[Items listed in a dataset]
· · · ·

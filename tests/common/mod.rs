#![allow(dead_code)]

use chrono::NaiveDate;
use setupscan::domain::error::SetupscanError;
pub use setupscan::domain::ohlcv::PriceBar;
use setupscan::ports::price_port::PriceSource;
use std::collections::HashMap;

pub struct MockPriceSource {
    pub data: HashMap<String, Vec<PriceBar>>,
    pub errors: HashMap<String, String>,
}

impl MockPriceSource {
    pub fn new() -> Self {
        Self {
            data: HashMap::new(),
            errors: HashMap::new(),
        }
    }

    pub fn with_bars(mut self, instrument: &str, bars: Vec<PriceBar>) -> Self {
        self.data.insert(instrument.to_string(), bars);
        self
    }

    pub fn with_error(mut self, instrument: &str, reason: &str) -> Self {
        self.errors.insert(instrument.to_string(), reason.to_string());
        self
    }
}

impl PriceSource for MockPriceSource {
    fn fetch_bars(&self, instrument: &str) -> Result<Vec<PriceBar>, SetupscanError> {
        if let Some(reason) = self.errors.get(instrument) {
            return Err(SetupscanError::Data {
                instrument: instrument.to_string(),
                reason: reason.clone(),
            });
        }
        Ok(self.data.get(instrument).cloned().unwrap_or_default())
    }
}

pub fn date(y: i32, m: u32, d: u32) -> NaiveDate {
    NaiveDate::from_ymd_opt(y, m, d).unwrap()
}

pub fn start_date() -> NaiveDate {
    date(2023, 1, 2)
}

/// One bar per calendar day from `start_date()`, with a 1.0 high-low range
/// around the close and constant volume.
pub fn make_bar(day: usize, close: f64) -> PriceBar {
    PriceBar {
        date: start_date() + chrono::Duration::days(day as i64),
        open: close,
        high: close + 0.5,
        low: close - 0.5,
        close,
        volume: 1000,
    }
}

pub fn bars_from_closes(closes: &[f64]) -> Vec<PriceBar> {
    closes
        .iter()
        .enumerate()
        .map(|(i, &c)| make_bar(i, c))
        .collect()
}

pub fn flat_bars(n: usize, close: f64) -> Vec<PriceBar> {
    bars_from_closes(&vec![close; n])
}

/// 200 bars sliding from 150 to ~100, then 150 bars climbing 1.0 per bar.
/// SMA50 starts below SMA200 and crosses above it exactly once, during the
/// climb.
pub fn decline_then_rally() -> Vec<PriceBar> {
    let decline = (0..200).map(|i| 150.0 - i as f64 * 0.25);
    let rally = (1..=150).map(|k| 100.25 + k as f64);
    bars_from_closes(&decline.chain(rally).collect::<Vec<f64>>())
}
//! Port traits for the collaborators the core talks to.

pub mod config_port;
pub mod price_port;
//! Simulated trades: one open slot per instrument, closed exactly once.

use crate::domain::strategy::{StrategyKind, SuggestedLevels};
use chrono::NaiveDate;
use std::fmt;

#[derive(Debug, Clone, Copy, PartialEq, Eq, Hash, PartialOrd, Ord)]
#[cfg_attr(feature = "serde", derive(serde::Serialize))]
pub enum ExitReason {
    Target,
    Stop,
    Timeout,
}

impl ExitReason {
    pub const ALL: [ExitReason; 3] = [ExitReason::Target, ExitReason::Stop, ExitReason::Timeout];
}

impl fmt::Display for ExitReason {
    fn fmt(&self, f: &mut fmt::Formatter<'_>) -> fmt::Result {
        let s = match self {
            ExitReason::Target => "target",
            ExitReason::Stop => "stop",
            ExitReason::Timeout => "timeout",
        };
        f.write_str(s)
    }
}

/// A trade that has been entered and not yet exited.
#[derive(Debug, Clone, PartialEq)]
pub struct OpenTrade {
    pub strategy: StrategyKind,
    pub entry_date: NaiveDate,
    pub entry_price: f64,
    pub stop_price: f64,
    pub target_price: f64,
    max_adverse_pct: f64,
    max_favorable_pct: f64,
}

impl OpenTrade {
    /// Open at `entry_price` (slippage already applied) with the detector's
    /// stop and target.
    pub fn new(
        strategy: StrategyKind,
        entry_date: NaiveDate,
        entry_price: f64,
        levels: &SuggestedLevels,
    ) -> Self {
        OpenTrade {
            strategy,
            entry_date,
            entry_price,
            stop_price: levels.stop,
            target_price: levels.target,
            max_adverse_pct: 0.0,
            max_favorable_pct: 0.0,
        }
    }

    /// Calendar days held as of `date`.
    pub fn holding_days(&self, date: NaiveDate) -> i64 {
        (date - self.entry_date).num_days()
    }

    pub fn return_pct_at(&self, price: f64) -> f64 {
        if self.entry_price == 0.0 {
            return 0.0;
        }
        (price - self.entry_price) / self.entry_price * 100.0
    }

    /// Widen the recorded excursions with one bar's range.
    pub fn track_excursion(&mut self, low: f64, high: f64) {
        self.max_adverse_pct = self.max_adverse_pct.min(self.return_pct_at(low));
        self.max_favorable_pct = self.max_favorable_pct.max(self.return_pct_at(high));
    }

    pub fn max_adverse_pct(&self) -> f64 {
        self.max_adverse_pct
    }

    pub fn max_favorable_pct(&self) -> f64 {
        self.max_favorable_pct
    }

    /// Consume the open trade into its immutable closed record.
    pub fn close(self, exit_date: NaiveDate, exit_price: f64, exit_reason: ExitReason) -> SimulatedTrade {
        SimulatedTrade {
            strategy: self.strategy,
            entry_date: self.entry_date,
            entry_price: self.entry_price,
            stop_price: self.stop_price,
            target_price: self.target_price,
            exit_date,
            exit_price,
            exit_reason,
            return_pct: self.return_pct_at(exit_price),
            holding_days: self.holding_days(exit_date),
            max_adverse_pct: self.max_adverse_pct,
            max_favorable_pct: self.max_favorable_pct,
        }
    }
}

#[derive(Debug, Clone, PartialEq)]
#[cfg_attr(feature = "serde", derive(serde::Serialize))]
pub struct SimulatedTrade {
    pub strategy: StrategyKind,
    pub entry_date: NaiveDate,
    pub entry_price: f64,
    pub stop_price: f64,
    pub target_price: f64,
    pub exit_date: NaiveDate,
    pub exit_price: f64,
    pub exit_reason: ExitReason,
    /// Percent points: 10.0 is +10%.
    pub return_pct: f64,
    pub holding_days: i64,
    pub max_adverse_pct: f64,
    pub max_favorable_pct: f64,
}

impl SimulatedTrade {
    pub fn is_winner(&self) -> bool {
        self.return_pct > 0.0
    }
}
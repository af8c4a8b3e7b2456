//! Technical indicator engine.
//!
//! Every calculation is a pure function of the bar slice it receives and
//! returns one value per bar. Warmup bars carry `None`; consumers must treat
//! `None` as "no signal possible" and never as zero.
//!
//! - `IndicatorType`: indicator identity + parameters
//! - `IndicatorSeries`: a single-valued indicator over a bar sequence
//! - `IndicatorSet`: the fixed set of indicators attached to each bar
//! - `EnrichedBar`: a bar together with its `IndicatorSet`

pub mod atr;
pub mod bollinger;
pub mod ema;
pub mod macd;
pub mod rsi;
pub mod sma;

pub use atr::calculate_atr;
pub use bollinger::{calculate_bollinger, BollingerBands};
pub use macd::{calculate_macd, MacdValue};
pub use rsi::calculate_rsi;
pub use sma::{calculate_sma, calculate_volume_sma};

use crate::domain::error::{Result, SetupscanError};
use crate::domain::ohlcv::PriceBar;
use std::fmt;

#[derive(Debug, Clone, PartialEq, Eq, Hash)]
pub enum IndicatorType {
    Sma(usize),
    VolumeSma(usize),
    Rsi(usize),
    Atr(usize),
    Macd {
        fast: usize,
        slow: usize,
        signal: usize,
    },
    Bollinger {
        period: usize,
        stddev_mult_x100: u32,
    },
}

#[derive(Debug, Clone, PartialEq)]
pub struct IndicatorSeries {
    pub indicator_type: IndicatorType,
    pub values: Vec<Option<f64>>,
}

impl IndicatorSeries {
    /// A series of `len` undefined values.
    pub fn undefined(indicator_type: IndicatorType, len: usize) -> Self {
        IndicatorSeries {
            indicator_type,
            values: vec![None; len],
        }
    }
}

impl fmt::Display for IndicatorType {
    fn fmt(&self, f: &mut fmt::Formatter<'_>) -> fmt::Result {
        match self {
            IndicatorType::Sma(period) => write!(f, "SMA({})", period),
            IndicatorType::VolumeSma(period) => write!(f, "VOLUME_SMA({})", period),
            IndicatorType::Rsi(period) => write!(f, "RSI({})", period),
            IndicatorType::Atr(period) => write!(f, "ATR({})", period),
            IndicatorType::Macd { fast, slow, signal } => {
                write!(f, "MACD({},{},{})", fast, slow, signal)
            }
            IndicatorType::Bollinger {
                period,
                stddev_mult_x100,
            } => {
                let mult = *stddev_mult_x100 as f64 / 100.0;
                write!(f, "BOLLINGER({},{})", period, mult)
            }
        }
    }
}

/// Indicator periods. The defaults are the fixed windows the detectors are
/// calibrated against.
#[derive(Debug, Clone, PartialEq)]
pub struct IndicatorConfig {
    pub sma_short: usize,
    pub sma_medium: usize,
    pub sma_long: usize,
    pub rsi_period: usize,
    pub atr_period: usize,
    pub bb_period: usize,
    pub bb_stddev_mult_x100: u32,
    pub volume_sma_period: usize,
    pub macd_fast: usize,
    pub macd_slow: usize,
    pub macd_signal: usize,
}

impl Default for IndicatorConfig {
    fn default() -> Self {
        IndicatorConfig {
            sma_short: 20,
            sma_medium: 50,
            sma_long: 200,
            rsi_period: 14,
            atr_period: 14,
            bb_period: 20,
            bb_stddev_mult_x100: 200,
            volume_sma_period: 20,
            macd_fast: macd::DEFAULT_FAST,
            macd_slow: macd::DEFAULT_SLOW,
            macd_signal: macd::DEFAULT_SIGNAL,
        }
    }
}

impl IndicatorConfig {
    /// Number of bars after which every indicator in the set is defined.
    pub fn longest_window(&self) -> usize {
        let macd = self.macd_slow + self.macd_signal - 1;
        [
            self.sma_short,
            self.sma_medium,
            self.sma_long,
            self.rsi_period + 1,
            self.atr_period,
            self.bb_period,
            self.volume_sma_period,
            macd,
        ]
        .into_iter()
        .max()
        .unwrap_or(0)
    }
}

/// The indicators attached to one bar.
#[derive(Debug, Clone, Default, PartialEq)]
#[cfg_attr(feature = "serde", derive(serde::Serialize))]
pub struct IndicatorSet {
    pub sma20: Option<f64>,
    pub sma50: Option<f64>,
    pub sma200: Option<f64>,
    pub rsi14: Option<f64>,
    pub atr14: Option<f64>,
    /// ATR as a percentage of the close (2.0 means 2%).
    pub atr_pct: Option<f64>,
    pub bollinger: Option<BollingerBands>,
    pub volume_sma20: Option<f64>,
    pub macd: Option<MacdValue>,
}

#[derive(Debug, Clone, PartialEq)]
#[cfg_attr(feature = "serde", derive(serde::Serialize))]
pub struct EnrichedBar {
    pub bar: PriceBar,
    pub indicators: IndicatorSet,
}

impl EnrichedBar {
    /// Volume relative to its 20-bar average.
    pub fn volume_ratio(&self) -> Option<f64> {
        match self.indicators.volume_sma20 {
            Some(avg) if avg > 0.0 => Some(self.bar.volume as f64 / avg),
            _ => None,
        }
    }

    /// Signed distance of the close from `reference`, in percent.
    pub fn distance_pct(&self, reference: Option<f64>) -> Option<f64> {
        match reference {
            Some(r) if r != 0.0 => Some((self.bar.close - r) / r * 100.0),
            _ => None,
        }
    }
}

/// Enrich `bars` with the default indicator set.
pub fn compute_indicators(bars: &[PriceBar]) -> Result<Vec<EnrichedBar>> {
    compute_indicators_with(bars, &IndicatorConfig::default())
}

/// Enrich `bars` with indicators computed using `config`'s periods.
///
/// Order and length are preserved. Fails only on an empty input; a history
/// shorter than a window simply leaves that indicator undefined.
pub fn compute_indicators_with(
    bars: &[PriceBar],
    config: &IndicatorConfig,
) -> Result<Vec<EnrichedBar>> {
    if bars.is_empty() {
        return Err(SetupscanError::InsufficientData {
            bars: 0,
            minimum: 1,
        });
    }

    let sma20 = calculate_sma(bars, config.sma_short);
    let sma50 = calculate_sma(bars, config.sma_medium);
    let sma200 = calculate_sma(bars, config.sma_long);
    let rsi = calculate_rsi(bars, config.rsi_period);
    let atr = calculate_atr(bars, config.atr_period);
    let bands = calculate_bollinger(bars, config.bb_period, config.bb_stddev_mult_x100);
    let volume_sma = calculate_volume_sma(bars, config.volume_sma_period);
    let macd = calculate_macd(bars, config.macd_fast, config.macd_slow, config.macd_signal);

    if bars.len() < config.longest_window() {
        tracing::debug!(
            bars = bars.len(),
            needed = config.longest_window(),
            "history shorter than the longest indicator window"
        );
    }

    let enriched = bars
        .iter()
        .enumerate()
        .map(|(i, bar)| {
            let atr14 = atr.values[i];
            let atr_pct = match atr14 {
                Some(a) if bar.close != 0.0 => Some(a / bar.close * 100.0),
                _ => None,
            };
            EnrichedBar {
                bar: bar.clone(),
                indicators: IndicatorSet {
                    sma20: sma20.values[i],
                    sma50: sma50.values[i],
                    sma200: sma200.values[i],
                    rsi14: rsi.values[i],
                    atr14,
                    atr_pct,
                    bollinger: bands[i],
                    volume_sma20: volume_sma.values[i],
                    macd: macd[i],
                },
            }
        })
        .collect();

    Ok(enriched)
}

· · · ·

**What this task involves:** Check the entries above line by line and return each one containing the word "IndicatorSeries".

**Result of the task:**
//! - `IndicatorSeries`: a single-valued indicator over a bar sequence
pub struct IndicatorSeries {
impl IndicatorSeries {
        IndicatorSeries {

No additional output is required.